The Inventory reset is a useful tool to focus EPA risk evaluation resources on the most significant, current potential chemical risks; however, the initial reset process and compliance with notice obligations prior to manufacturing or processing chemicals deemed "inactive" present their own costs and risks. Given the potential due diligence and reporting burden, all companies should pay attention to the Inventory reset rulemaking as it evolves. Companies should start now to investigate and inventory their current and past nonexempt chemical manufacturing and processing. A complete listing of these substances will ensure compliance with the anticipated reporting obligation, and will also ensure that companies can continue to manufacture and use all chemical substances important to their operations without entering the currently uncertain "reactivation" notice process for any overlooked chemical or inadvertently violating the premanufacture notice obligation for substances designated "inactive." Downstream processors and users should do the same. Even if they technically are not required to report, they should take steps to ensure that all substances important to their operations are designated as "active," either reporting themselves (if the final rule allows) or ensuring that their suppliers have reported the substances. Starting internal chemical reviews now also will surface any practical difficulties that can arise in the process and evaluation of potential solutions and can provide the basis for targeted, effective, and timely participation in the Inventory reset rulemaking proceeding to shape the rule to avoid or minimize those problems.

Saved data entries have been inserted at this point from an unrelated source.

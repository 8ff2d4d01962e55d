//! Experiment lifecycle: configuration, the control-plane seam, the phase
//! policy and the orchestrator that drives a run.

pub mod config;
pub mod credentials;
pub mod error;
pub mod metrics;
pub mod orchestrator;
pub mod phase;
pub mod remote;
use std::path::PathBuf;

use chrono::{DateTime, Utc};
use log::info;
use serde::{Deserialize, Serialize};
use uuid::Uuid;

use crate::core::phase::{Phase, PhaseOutcome, RunState, Severity};

/// Timing and outcome of one executed phase
#[derive(Debug, Clone, Serialize, Deserialize)]
pub struct PhaseRecord {
    pub phase: Phase,
    pub severity: Severity,
    pub outcome: PhaseOutcome,
    /// Wall-clock start of the phase
    pub started_at: DateTime<Utc>,
    /// Phase duration in milliseconds
    pub duration_ms: f64,
}

/// Process exit status of an experiment run
#[derive(Debug, Clone, Copy, PartialEq, Eq, Serialize, Deserialize)]
pub enum RunStatus {
    Success,
    /// A fatal phase failed
    FatalFailure,
    /// A required local file was missing before anything ran
    MissingLocalFile,
}

impl RunStatus {
    pub fn code(self) -> u8 {
        match self {
            RunStatus::Success => 0,
            RunStatus::FatalFailure => 1,
            RunStatus::MissingLocalFile => 2,
        }
    }
}

/// Summary of one orchestrator run
#[derive(Debug, Clone, Serialize, Deserialize)]
pub struct RunReport {
    /// Correlation id for log lines of this run
    pub run_uuid: Uuid,
    pub node: String,
    pub status: RunStatus,
    pub final_state: RunState,
    pub phases: Vec<PhaseRecord>,
    pub allocation_id: Option<String>,
    pub result_folder: Option<PathBuf>,
    pub submission_dir: Option<PathBuf>,
    pub deposition_url: Option<String>,
    /// Failure message of the fatal phase, if any
    pub error: Option<String>,
}

impl RunReport {
    /// Soft phases that failed
    pub fn soft_failures(&self) -> Vec<&PhaseRecord> {
        self.phases
            .iter()
            .filter(|r| r.severity == Severity::Soft && matches!(r.outcome, PhaseOutcome::Failed(_)))
            .collect()
    }

    pub fn total_duration_ms(&self) -> f64 {
        self.phases.iter().map(|r| r.duration_ms).sum()
    }

    /// Slowest phase, if any ran
    pub fn slowest_phase(&self) -> Option<&PhaseRecord> {
        self.phases
            .iter()
            .max_by(|a, b| a.duration_ms.total_cmp(&b.duration_ms))
    }

    pub fn log_summary(&self) {
        info!(
            "Run {} on {} ended in {:?} after {:.1}s ({} phases, {} soft failures)",
            self.run_uuid,
            self.node,
            self.final_state,
            self.total_duration_ms() / 1000.0,
            self.phases.len(),
            self.soft_failures().len()
        );
        if let Some(slowest) = self.slowest_phase() {
            info!("Slowest phase: {} ({:.1}s)", slowest.phase, slowest.duration_ms / 1000.0);
        }
        if let Some(folder) = &self.result_folder {
            info!("Results at: {}", folder.display());
        }
    }
}

#[cfg(test)]
mod tests {
    use super::*;

    fn record(phase: Phase, outcome: PhaseOutcome, duration_ms: f64) -> PhaseRecord {
        PhaseRecord {
            phase,
            severity: phase.severity(),
            outcome,
            started_at: Utc::now(),
            duration_ms,
        }
    }

    #[test]
    fn test_status_codes() {
        assert_eq!(RunStatus::Success.code(), 0);
        assert_eq!(RunStatus::FatalFailure.code(), 1);
        assert_eq!(RunStatus::MissingLocalFile.code(), 2);
    }

    #[test]
    fn test_report_summaries() {
        let report = RunReport {
            run_uuid: Uuid::new_v4(),
            node: "n1".to_string(),
            status: RunStatus::Success,
            final_state: RunState::Terminal,
            phases: vec![
                record(Phase::Workload, PhaseOutcome::Completed, 1500.0),
                record(Phase::Collect, PhaseOutcome::Failed("renderer".into()), 20.0),
                record(Phase::Publish, PhaseOutcome::Skipped("not requested".into()), 0.0),
            ],
            allocation_id: Some("42".to_string()),
            result_folder: None,
            submission_dir: None,
            deposition_url: None,
            error: None,
        };

        assert_eq!(report.soft_failures().len(), 1);
        assert_eq!(report.total_duration_ms(), 1520.0);
        assert_eq!(report.slowest_phase().map(|r| r.phase), Some(Phase::Workload));
    }
}
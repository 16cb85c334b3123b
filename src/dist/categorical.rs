//! Categorical distribution of x<sub>k</sub> in {0, 1, ..., k-1}
#[cfg(feature = "serde1")]
use serde::{Deserialize, Serialize};

use crate::data::{CategoricalDatum, CategoricalSuffStat};
use crate::impl_display;
use crate::misc::{argmax, logsumexp, vec_to_string};
use crate::suffstat_traits::HasSuffStat;
use crate::traits::*;
use num::traits::FromPrimitive;
use std::fmt;

/// [Categorical distribution](https://en.wikipedia.org/wiki/Categorical_distribution)
/// over unordered values in [0, k).
#[derive(Debug, Clone, PartialEq, PartialOrd)]
#[cfg_attr(feature = "serde1", derive(Serialize, Deserialize))]
#[cfg_attr(feature = "serde1", serde(rename_all = "snake_case"))]
pub struct Categorical {
    // Use log weights instead to optimize for computation of ln_f
    ln_weights: Vec<f64>,
}

#[derive(Debug, Clone, PartialEq)]
#[cfg_attr(feature = "serde1", derive(Serialize, Deserialize))]
#[cfg_attr(feature = "serde1", serde(rename_all = "snake_case"))]
pub enum CategoricalError {
    /// One or more of the weights is infinite or NaN
    NonFiniteWeight { ix: usize, ln: bool, weight: f64 },
    /// One or more of the weights is less than zero
    NegativeWeight { ix: usize, weight: f64 },
    /// The weights do not sum to 1
    WeightsDoNotSumToOne { ln: bool, sum: f64 },
    /// The weights sum to zero or the sum overflows, so they cannot be
    /// normalized
    WeightSumNotPositiveFinite { sum: f64 },
    /// Weights has no entries
    EmptyWeights,
}

impl Categorical {
    /// Construct a new Categorical distribution from weights
    ///
    /// # Arguments
    /// - weights: A vector describing the proportional likelihood of each
    ///   outcome. The weights must be non-negative with a positive sum, but
    ///   do not need to sum to 1 because they will be normalized in the
    ///   constructor.
    ///
    /// # Examples
    ///
    /// ```
    /// # use dircat::traits::*;
    /// # use dircat::dist::Categorical;
    /// let weights: Vec<f64> = vec![4.0, 2.0, 3.0, 1.0];
    /// let cat = Categorical::new(&weights).unwrap();
    ///
    /// assert!(cat.supports(&0_u8));
    /// assert!(cat.supports(&3_u8));
    /// assert!(!cat.supports(&4_u8));
    ///
    /// assert::close(cat.pmf(&0_u8), 0.4, 1E-12);
    /// ```
    pub fn new(weights: &[f64]) -> Result<Self, CategoricalError> {
        if weights.is_empty() {
            return Err(CategoricalError::EmptyWeights);
        }

        weights.iter().enumerate().try_for_each(|(ix, &weight)| {
            if weight < 0.0 {
                Err(CategoricalError::NegativeWeight { ix, weight })
            } else if !weight.is_finite() {
                Err(CategoricalError::NonFiniteWeight {
                    ix,
                    ln: false,
                    weight,
                })
            } else {
                Ok(())
            }
        })?;

        let sum = weights.iter().sum::<f64>();
        if sum <= 0.0 || !sum.is_finite() {
            return Err(CategoricalError::WeightSumNotPositiveFinite { sum });
        }

        let ln_norm = sum.ln();
        let normed_weights = weights.iter().map(|w| w.ln() - ln_norm).collect();
        Ok(Categorical::new_unchecked(normed_weights))
    }

    /// Build a Categorical distribution from normalized log weights
    ///
    /// # Arguments
    /// - ln_weights: A vector describing the proportional likelihood of each
    ///   outcome in log space. sum(exp(ln_weights)) must be equal to 1.
    ///
    /// # Example
    ///
    /// ```
    /// # use dircat::traits::*;
    /// # use dircat::dist::Categorical;
    /// let ln_weights: Vec<f64> = vec![
    ///     -2.3025850929940455,
    ///     -1.6094379124341003,
    ///     -1.2039728043259361,
    ///     -0.916290731874155
    /// ];
    ///
    /// let cat = Categorical::from_ln_weights(ln_weights).unwrap();
    ///
    /// assert::close(cat.pmf(&0_u8), 0.1, 1E-12);
    /// assert::close(cat.pmf(&1_u8), 0.2, 1E-12);
    /// assert::close(cat.pmf(&2_u8), 0.3, 1E-12);
    /// assert::close(cat.pmf(&3_u8), 0.4, 1E-12);
    /// ```
    pub fn from_ln_weights(
        ln_weights: Vec<f64>,
    ) -> Result<Self, CategoricalError> {
        if ln_weights.is_empty() {
            return Err(CategoricalError::EmptyWeights);
        }

        ln_weights
            .iter()
            .enumerate()
            .try_for_each(|(ix, &weight)| {
                // Manually check for -Inf
                if weight.is_finite() || weight == f64::NEG_INFINITY {
                    Ok(())
                } else {
                    // Catch Inf and NaN
                    Err(CategoricalError::NonFiniteWeight {
                        ix,
                        ln: true,
                        weight,
                    })
                }
            })?;

        let sum = logsumexp(&ln_weights);
        if sum.abs() < 1E-12 {
            Ok(Categorical { ln_weights })
        } else {
            Err(CategoricalError::WeightsDoNotSumToOne { ln: true, sum })
        }
    }

    /// Creates a new Categorical without checking whether the ln weights are
    /// valid.
    #[inline]
    pub fn new_unchecked(ln_weights: Vec<f64>) -> Self {
        Categorical { ln_weights }
    }

    /// Creates a Categorical distribution over [0, k) with uniform weights
    #[inline]
    pub fn uniform(k: usize) -> Self {
        let lnp = (1.0 / k as f64).ln();
        Categorical::new_unchecked(vec![lnp; k])
    }

    /// Return the weights (`exp(ln_weights)`)
    #[inline]
    pub fn weights(&self) -> Vec<f64> {
        self.ln_weights.iter().map(|&w| w.exp()).collect()
    }

    /// Get the number of possible outcomes
    ///
    /// # Example
    ///
    /// ```rust
    /// # use dircat::dist::Categorical;
    /// let cat = Categorical::uniform(4);
    /// assert_eq!(cat.k(), 4);
    /// ```
    #[inline]
    pub fn k(&self) -> usize {
        self.ln_weights.len()
    }

    /// Get a reference to the weights
    #[inline]
    pub fn ln_weights(&self) -> &Vec<f64> {
        &self.ln_weights
    }
}

impl From<&Categorical> for String {
    fn from(cat: &Categorical) -> String {
        let weights = vec_to_string(&cat.weights(), 5);
        format!("Categorical({}; {})", cat.k(), weights)
    }
}

impl_display!(Categorical);

impl<X: CategoricalDatum> HasDensity<X> for Categorical {
    fn ln_f(&self, x: &X) -> f64 {
        let ix: usize = (*x).into();
        self.ln_weights[ix]
    }
}

impl<X: CategoricalDatum> Support<X> for Categorical {
    fn supports(&self, x: &X) -> bool {
        let ix: usize = (*x).into();
        ix < self.ln_weights.len()
    }
}

impl<X: CategoricalDatum> DiscreteDistr<X> for Categorical {}

impl<X: CategoricalDatum> Mode<X> for Categorical {
    fn mode(&self) -> Option<X> {
        // Return None if more than one max value
        let max_ixs = argmax(&self.ln_weights);
        if max_ixs.len() > 1 {
            None
        } else {
            X::from_usize(max_ixs[0])
        }
    }
}

impl Entropy for Categorical {
    fn entropy(&self) -> f64 {
        self.ln_weights
            .iter()
            .fold(0.0, |acc, ln_weight| acc - ln_weight.exp() * ln_weight)
    }
}

impl<X: CategoricalDatum> HasSuffStat<X> for Categorical {
    type Stat = CategoricalSuffStat;

    fn empty_suffstat(&self) -> Self::Stat {
        CategoricalSuffStat::new(self.k())
    }

    fn ln_f_stat(&self, stat: &Self::Stat) -> f64 {
        self.ln_weights()
            .iter()
            .zip(stat.counts().iter())
            .map(|(&w, &ct)| ct * w)
            .sum()
    }
}

impl KlDivergence for Categorical {
    fn kl(&self, other: &Self) -> f64 {
        self.ln_weights
            .iter()
            .zip(other.ln_weights.iter())
            .fold(0.0, |acc, (&ws, &wo)| ws.exp().mul_add(ws - wo, acc))
    }
}

impl fmt::Display for CategoricalError {
    fn fmt(&self, f: &mut fmt::Formatter<'_>) -> fmt::Result {
        match self {
            Self::NonFiniteWeight { ix, ln, weight } if *ln => {
                write!(f, "non-finite ln weight at index {}: {}", ix, weight)
            }
            Self::NonFiniteWeight { ix, weight, .. } => {
                write!(f, "non-finite weight at index {}: {}", ix, weight)
            }
            Self::NegativeWeight { ix, weight } => {
                write!(f, "negative weight at index {}: {}", ix, weight)
            }
            Self::WeightsDoNotSumToOne { ln, sum } if *ln => {
                write!(f, "ln weights sum to {}, should sum to zero", sum)
            }
            Self::WeightsDoNotSumToOne { sum, .. } => {
                write!(f, "weights sum to {}, should sum to one", sum)
            }
            Self::WeightSumNotPositiveFinite { sum } => {
                write!(f, "weights sum to {}, cannot normalize", sum)
            }
            Self::EmptyWeights => write!(f, "empty weights vector"),
        }
    }
}

impl std::error::Error for CategoricalError {}

#[cfg(test)]
mod tests {
    use super::*;
    use crate::suffstat_traits::SuffStat;
    use crate::test_basic_impls;
    use std::f64::consts::LN_2;

    const TOL: f64 = 1E-12;

    test_basic_impls!(Categorical::uniform(3));

    #[test]
    fn from_ln_weights_with_zero_weight_should_work() {
        let ln_weights: Vec<f64> = vec![-LN_2, f64::NEG_INFINITY, -LN_2];
        let res = Categorical::from_ln_weights(ln_weights);
        assert!(res.is_ok());
    }

    #[test]
    fn new_rejects_weights_with_zero_sum() {
        let res = Categorical::new(&[0.0, 0.0, 0.0]);
        assert_eq!(
            res,
            Err(CategoricalError::WeightSumNotPositiveFinite { sum: 0.0 })
        );
    }

    #[test]
    fn new_rejects_weights_whose_sum_overflows() {
        let res = Categorical::new(&[f64::MAX, f64::MAX]);
        assert!(matches!(
            res,
            Err(CategoricalError::WeightSumNotPositiveFinite { .. })
        ));
    }

    #[test]
    fn ln_weights_should_logsumexp_to_1() {
        // weights that definitely do not sum to 1
        let weights: Vec<f64> = vec![2.0, 1.0, 2.0, 3.0, 1.0];
        let cat = Categorical::new(&weights).unwrap();
        assert::close(logsumexp(&cat.ln_weights), 0.0, TOL);
    }

    #[test]
    fn ln_weights_uniform_should_logsumexp_to_1() {
        let cat = Categorical::uniform(5);
        let ln_weight = (1_f64 / 5.0).ln();

        cat.ln_weights
            .iter()
            .for_each(|&ln_w| assert::close(ln_w, ln_weight, TOL));
        assert::close(logsumexp(&cat.ln_weights), 0.0, TOL);
    }

    #[test]
    fn ln_f_should_be_ln_weight() {
        let cat = Categorical::new(&[2.0, 1.0, 2.0, 4.0, 3.0]).unwrap();
        assert::close(cat.ln_f(&0_u8), -1.791_759_469_228_055, TOL);
        assert::close(cat.ln_f(&1_u8), -2.484_906_649_788_000_4, TOL);
        assert::close(cat.ln_f(&2_u8), -1.791_759_469_228_055, TOL);
        assert::close(cat.ln_f(&3_u8), -1.098_612_288_668_109_8, TOL);
        assert::close(cat.ln_f(&4_u8), -1.386_294_361_119_890_6, TOL);
    }

    #[test]
    fn ln_pmf_should_be_ln_weight() {
        let cat = Categorical::new(&[2.0, 1.0, 2.0, 4.0, 3.0]).unwrap();
        assert::close(cat.ln_pmf(&0_u16), -1.791_759_469_228_055, TOL);
        assert::close(cat.ln_pmf(&1_u16), -2.484_906_649_788_000_4, TOL);
        assert::close(cat.ln_pmf(&2_u16), -1.791_759_469_228_055, TOL);
        assert::close(cat.ln_pmf(&3_u16), -1.098_612_288_668_109_8, TOL);
        assert::close(cat.ln_pmf(&4_u16), -1.386_294_361_119_890_6, TOL);
    }

    #[test]
    fn should_contain_zero_to_one_minus_k() {
        let k = 3;
        let cat = Categorical::uniform(k);

        assert!(cat.supports(&0_usize));
        assert!(cat.supports(&1_usize));
        assert!(cat.supports(&2_usize));
        assert!(!cat.supports(&3_usize));
    }

    #[test]
    fn uniform_mode_does_not_exist() {
        let mode: Option<u8> = Categorical::uniform(4).mode();
        assert!(mode.is_none());
    }

    #[test]
    fn mode() {
        let cat = Categorical::new(&[1.0, 2.0, 3.0, 1.0]).unwrap();
        let mode: usize = cat.mode().unwrap();
        assert_eq!(mode, 2);
    }

    #[test]
    fn uniform_entropy_is_ln_k() {
        let cat = Categorical::uniform(4);
        assert::close(cat.entropy(), 4.0_f64.ln(), TOL);
    }

    #[test]
    fn kl() {
        let cat1 = Categorical::new(&[
            0.228_031_7,
            0.150_670_6,
            0.336_200_52,
            0.139_119_04,
            0.145_978_15,
        ])
        .unwrap();
        let cat2 = Categorical::new(&[
            0.300_506_57,
            0.042_378_57,
            0.209_732_38,
            0.328_585_68,
            0.118_796_8,
        ])
        .unwrap();

        // Allow extra error for the normalization
        assert::close(cat1.kl(&cat2), 0.197_339_432_797_661_2, 1E-7);
        assert::close(cat2.kl(&cat1), 0.188_144_081_986_255_82, 1E-7);
    }

    #[test]
    fn ln_f_stat() {
        let data: Vec<u8> = vec![0, 1, 2, 1, 1, 0];
        let mut stat = CategoricalSuffStat::new(3);
        stat.observe_many(&data);

        let cat = Categorical::new(&[0.3, 0.6, 0.1]).unwrap();

        let ln_f_base: f64 = data.iter().map(|x| cat.ln_f(x)).sum();
        let ln_f_stat: f64 =
            <Categorical as HasSuffStat<u8>>::ln_f_stat(&cat, &stat);

        assert::close(ln_f_base, ln_f_stat, TOL);
    }

    #[test]
    fn ln_f_stat_of_impossible_outcome_is_neg_inf() {
        // A category with zero weight observed at least once
        let mut stat = CategoricalSuffStat::new(3);
        stat.observe_many(&[0_u8, 2, 2]);

        let cat = Categorical::new(&[0.5, 0.5, 0.0]).unwrap();
        let ln_f: f64 = <Categorical as HasSuffStat<u8>>::ln_f_stat(&cat, &stat);
        assert_eq!(ln_f, f64::NEG_INFINITY);
    }
}
//! Random utilities
mod func;

pub use func::*;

This may be a particularly auspicious time to start an internal "active" chemical identification review as it coincides with the 2016 CDR reporting period and involves a similar investigation process and will raise many of the same technical, legal, and practical issues (e.g., identifying which byproduct and inadvertently manufactured substances must be reported, nomenclature uncertainties, and chemical identity uncertainties in imported mixtures). Given that EPA will include automatically all 2012 CDR chemicals on the Active Substance list, the focus for future Active Substance notifications can be on those substances manufactured, imported, or processed in quantities below the applicable CDR reporting thresholds (25,000 or 2,500 lbs/site) or subject to other CDR reporting exemptions.